Ce qu’incarne la loi sur la « transparence de l’influence étrangère »

Une loi similaire a été adoptée en Russie en 2012, ce qui a valu au texte soutenu par le gouvernement géorgien le surnom de « loi russe ». Un texte similaire a été promulgué au Kirghizstan le 2 avril 2024, perçu comme attestant de la dérive autoritaire du Président Japarov.

En Géorgie, le parti au pouvoir, Rêve géorgien, dirigé par le milliardaire réputé pro-russe Bidzina Ivanishvili, montre enfin, avec la promotion de ce texte, son vrai visage et sa posture réelle vis-à-vis de l’Europe et de l’Occident en général. Longtemps, le gouvernement a en effet joué un double jeu, alternant déclarations pro-européennes et initiatives peu en phase avec ces propos. B. Ivanishvili et son équipe ont d’ailleurs emprunté nombre d’initiatives au président russe Vladimir Poutine, comme par exemple avec l’adoption en 2023 d’une loi anti-LGBT ou avec la création de centaines de faux profils sur internet pour décrédibiliser les arguments de l’opposition et des pays occidentaux. En 2023, le gouvernement géorgien avait déjà tenté de faire passer ce texte sur les agents de l’étranger, mais avait reculé face à l’ampleur de la mobilisation populaire.

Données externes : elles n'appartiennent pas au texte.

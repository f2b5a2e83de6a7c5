//! Planar geometry primitives for partitioning.
//!
//! The partitioner works on bare rings of `f64` vertices. Loading real
//! shapefiles (and any coordinate-reference-system handling) happens
//! upstream; by the time geometry reaches this crate it is a list of
//! [`Polygon`] values in one shared planar coordinate space.

use crate::error::PartitionError;

/// Area below which a clipped ring is considered degenerate.
const AREA_EPSILON: f64 = 1e-12;

/// A point in the shared planar coordinate space.
#[derive(Debug, Clone, Copy, PartialEq)]
pub struct Coord {
    /// X coordinate.
    pub x: f64,
    /// Y coordinate.
    pub y: f64,
}

impl Coord {
    /// Construct a coordinate pair.
    #[must_use]
    pub const fn new(x: f64, y: f64) -> Self {
        Self { x, y }
    }

    /// The component along the given axis.
    #[must_use]
    pub const fn along(&self, axis: Axis) -> f64 {
        match axis {
            Axis::X => self.x,
            Axis::Y => self.y,
        }
    }
}

/// The axis a cut line or band runs across.
#[derive(Debug, Clone, Copy, PartialEq, Eq)]
pub enum Axis {
    /// Split positions by their X coordinate (column bands).
    X,
    /// Split positions by their Y coordinate (row bands).
    Y,
}

/// An axis-aligned bounding box.
#[derive(Debug, Clone, Copy, PartialEq)]
pub struct Bounds {
    /// Smallest X covered.
    pub min_x: f64,
    /// Smallest Y covered.
    pub min_y: f64,
    /// Largest X covered.
    pub max_x: f64,
    /// Largest Y covered.
    pub max_y: f64,
}

impl Bounds {
    /// The bounding box of a coordinate sequence, or `None` when empty.
    pub fn from_coords<I>(coords: I) -> Option<Self>
    where
        I: IntoIterator<Item = Coord>,
    {
        let mut iter = coords.into_iter();
        let first = iter.next()?;
        let mut bounds = Self {
            min_x: first.x,
            min_y: first.y,
            max_x: first.x,
            max_y: first.y,
        };
        for c in iter {
            bounds.min_x = bounds.min_x.min(c.x);
            bounds.min_y = bounds.min_y.min(c.y);
            bounds.max_x = bounds.max_x.max(c.x);
            bounds.max_y = bounds.max_y.max(c.y);
        }
        Some(bounds)
    }

    /// Grow to cover another bounding box.
    pub fn merge(&mut self, other: &Self) {
        self.min_x = self.min_x.min(other.min_x);
        self.min_y = self.min_y.min(other.min_y);
        self.max_x = self.max_x.max(other.max_x);
        self.max_y = self.max_y.max(other.max_y);
    }

    /// The lower bound along the given axis.
    #[must_use]
    pub const fn min_along(&self, axis: Axis) -> f64 {
        match axis {
            Axis::X => self.min_x,
            Axis::Y => self.min_y,
        }
    }

    /// The upper bound along the given axis.
    #[must_use]
    pub const fn max_along(&self, axis: Axis) -> f64 {
        match axis {
            Axis::X => self.max_x,
            Axis::Y => self.max_y,
        }
    }

    /// Midpoint of the box.
    #[must_use]
    pub fn center(&self) -> Coord {
        Coord::new(
            self.min_x.midpoint(self.max_x),
            self.min_y.midpoint(self.max_y),
        )
    }
}

/// A simple polygon described by its exterior ring.
///
/// The ring is stored open (the closing edge back to the first vertex is
/// implicit) and must have at least three finite vertices enclosing a
/// non-degenerate area. Holes are not modeled; the upstream loader
/// explodes multi-part geometries into separate polygons.
#[derive(Debug, Clone, PartialEq)]
pub struct Polygon {
    exterior: Vec<Coord>,
}

impl Polygon {
    /// Validate and wrap an exterior ring.
    pub fn new(exterior: Vec<Coord>) -> Result<Self, PartitionError> {
        if exterior.len() < 3 {
            return Err(PartitionError::MalformedGeometry {
                reason: format!("ring has {} vertices, need at least 3", exterior.len()),
            });
        }
        if let Some(bad) = exterior
            .iter()
            .find(|c| !c.x.is_finite() || !c.y.is_finite())
        {
            return Err(PartitionError::MalformedGeometry {
                reason: format!("ring contains non-finite vertex ({}, {})", bad.x, bad.y),
            });
        }
        let polygon = Self { exterior };
        if polygon.area() <= AREA_EPSILON {
            return Err(PartitionError::MalformedGeometry {
                reason: String::from("ring encloses no area"),
            });
        }
        Ok(polygon)
    }

    /// An axis-aligned rectangle.
    pub fn rectangle(min_x: f64, min_y: f64, max_x: f64, max_y: f64) -> Result<Self, PartitionError> {
        Self::new(vec![
            Coord::new(min_x, min_y),
            Coord::new(max_x, min_y),
            Coord::new(max_x, max_y),
            Coord::new(min_x, max_y),
        ])
    }

    /// The exterior ring, open (no repeated closing vertex).
    #[must_use]
    pub fn exterior(&self) -> &[Coord] {
        &self.exterior
    }

    /// Closed-ring edge pairs `(from, to)`, including the closing edge.
    fn edges(&self) -> impl Iterator<Item = (Coord, Coord)> + '_ {
        let wrapped = self.exterior.iter().cycle().skip(1);
        self.exterior.iter().zip(wrapped).map(|(a, b)| (*a, *b))
    }

    /// The polygon's bounding box.
    #[must_use]
    pub fn bounds(&self) -> Bounds {
        // The constructor guarantees at least three vertices.
        Bounds::from_coords(self.exterior.iter().copied()).unwrap_or(Bounds {
            min_x: 0.0,
            min_y: 0.0,
            max_x: 0.0,
            max_y: 0.0,
        })
    }

    /// Enclosed area via the shoelace formula.
    #[must_use]
    pub fn area(&self) -> f64 {
        let twice: f64 = self
            .edges()
            .map(|(a, b)| a.x.mul_add(b.y, -(b.x * a.y)))
            .sum();
        twice.abs() / 2.0
    }

    /// Even-odd containment test for a point.
    ///
    /// Points exactly on an edge follow the even-odd crossing rule and are
    /// not guaranteed either way; callers sampling a regular grid jitter
    /// by construction (the grid is anchored at floor/ceil of the bounds).
    #[must_use]
    pub fn contains(&self, x: f64, y: f64) -> bool {
        let mut inside = false;
        for (a, b) in self.edges() {
            let crosses = (a.y > y) != (b.y > y);
            if crosses {
                let slope_x = (b.x - a.x) * (y - a.y) / (b.y - a.y) + a.x;
                if x < slope_x {
                    inside = !inside;
                }
            }
        }
        inside
    }
}

/// Clip a polygon to the half-plane on one side of an axis-aligned cut.
///
/// Returns `None` when the surviving region is degenerate (fewer than
/// three vertices or effectively zero area). Standard Sutherland-Hodgman
/// against a single clip edge.
#[must_use]
pub fn clip_half_plane(polygon: &Polygon, axis: Axis, cut: f64, keep_above: bool) -> Option<Polygon> {
    let inside = |c: &Coord| {
        if keep_above {
            c.along(axis) >= cut
        } else {
            c.along(axis) <= cut
        }
    };

    let exterior = polygon.exterior();
    let mut clipped: Vec<Coord> = Vec::with_capacity(exterior.len().saturating_add(2));
    let wrapped = exterior.iter().cycle().skip(1);
    for (a, b) in exterior.iter().zip(wrapped) {
        let a_in = inside(a);
        let b_in = inside(b);
        if a_in {
            clipped.push(*a);
        }
        if a_in != b_in {
            clipped.push(intersect_with_cut(*a, *b, axis, cut));
        }
    }

    Polygon::new(clipped).ok()
}

/// The point where edge `a -> b` crosses the cut line.
fn intersect_with_cut(a: Coord, b: Coord, axis: Axis, cut: f64) -> Coord {
    let (a_along, b_along) = (a.along(axis), b.along(axis));
    let span = b_along - a_along;
    // Callers only ask for an intersection when the edge straddles the
    // cut, so `span` is non-zero there; guard anyway for grazing edges.
    let t = if span.abs() > f64::EPSILON {
        (cut - a_along) / span
    } else {
        0.0
    };
    match axis {
        Axis::X => Coord::new(cut, t.mul_add(b.y - a.y, a.y)),
        Axis::Y => Coord::new(t.mul_add(b.x - a.x, a.x), cut),
    }
}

Cette nouvelle loi va permettre aux autorités et aux administrations de surveiller les journaux, médias et associations dont plus de 20 % du financement provient de l’étranger.  Les entités visées devront s’enregistrer comme « poursuivant les intérêts de puissances étrangères ». Cette transparence des fonds peut, à première vue, paraître logique et légitime, mais elle ouvre en réalité la porte à une censure majeure de la presse et jette le discrédit sur la volonté des Géorgiens de choisir une voie européenne, laissant entendre que la population est manipulée de l’étranger. En Russie, par exemple, cette loi a permis de discréditer et d’écarter les médias d’opposition de sujets tels que les élections ou la guerre en Ukraine.

Le 14 mai, le Parlement géorgien a donc voté l’adoption de cette loi en troisième lecture, avec 84 voix pour et 30 contre. Des parlementaires en sont même venus aux mains au sein de l’hémicycle. Au même moment, environ 3 000 personnes, principalement des jeunes, manifestaient devant le Parlement. Treize personnes ont été arrêtées pour « désobéissance civile », selon le ministère de l’Intérieur.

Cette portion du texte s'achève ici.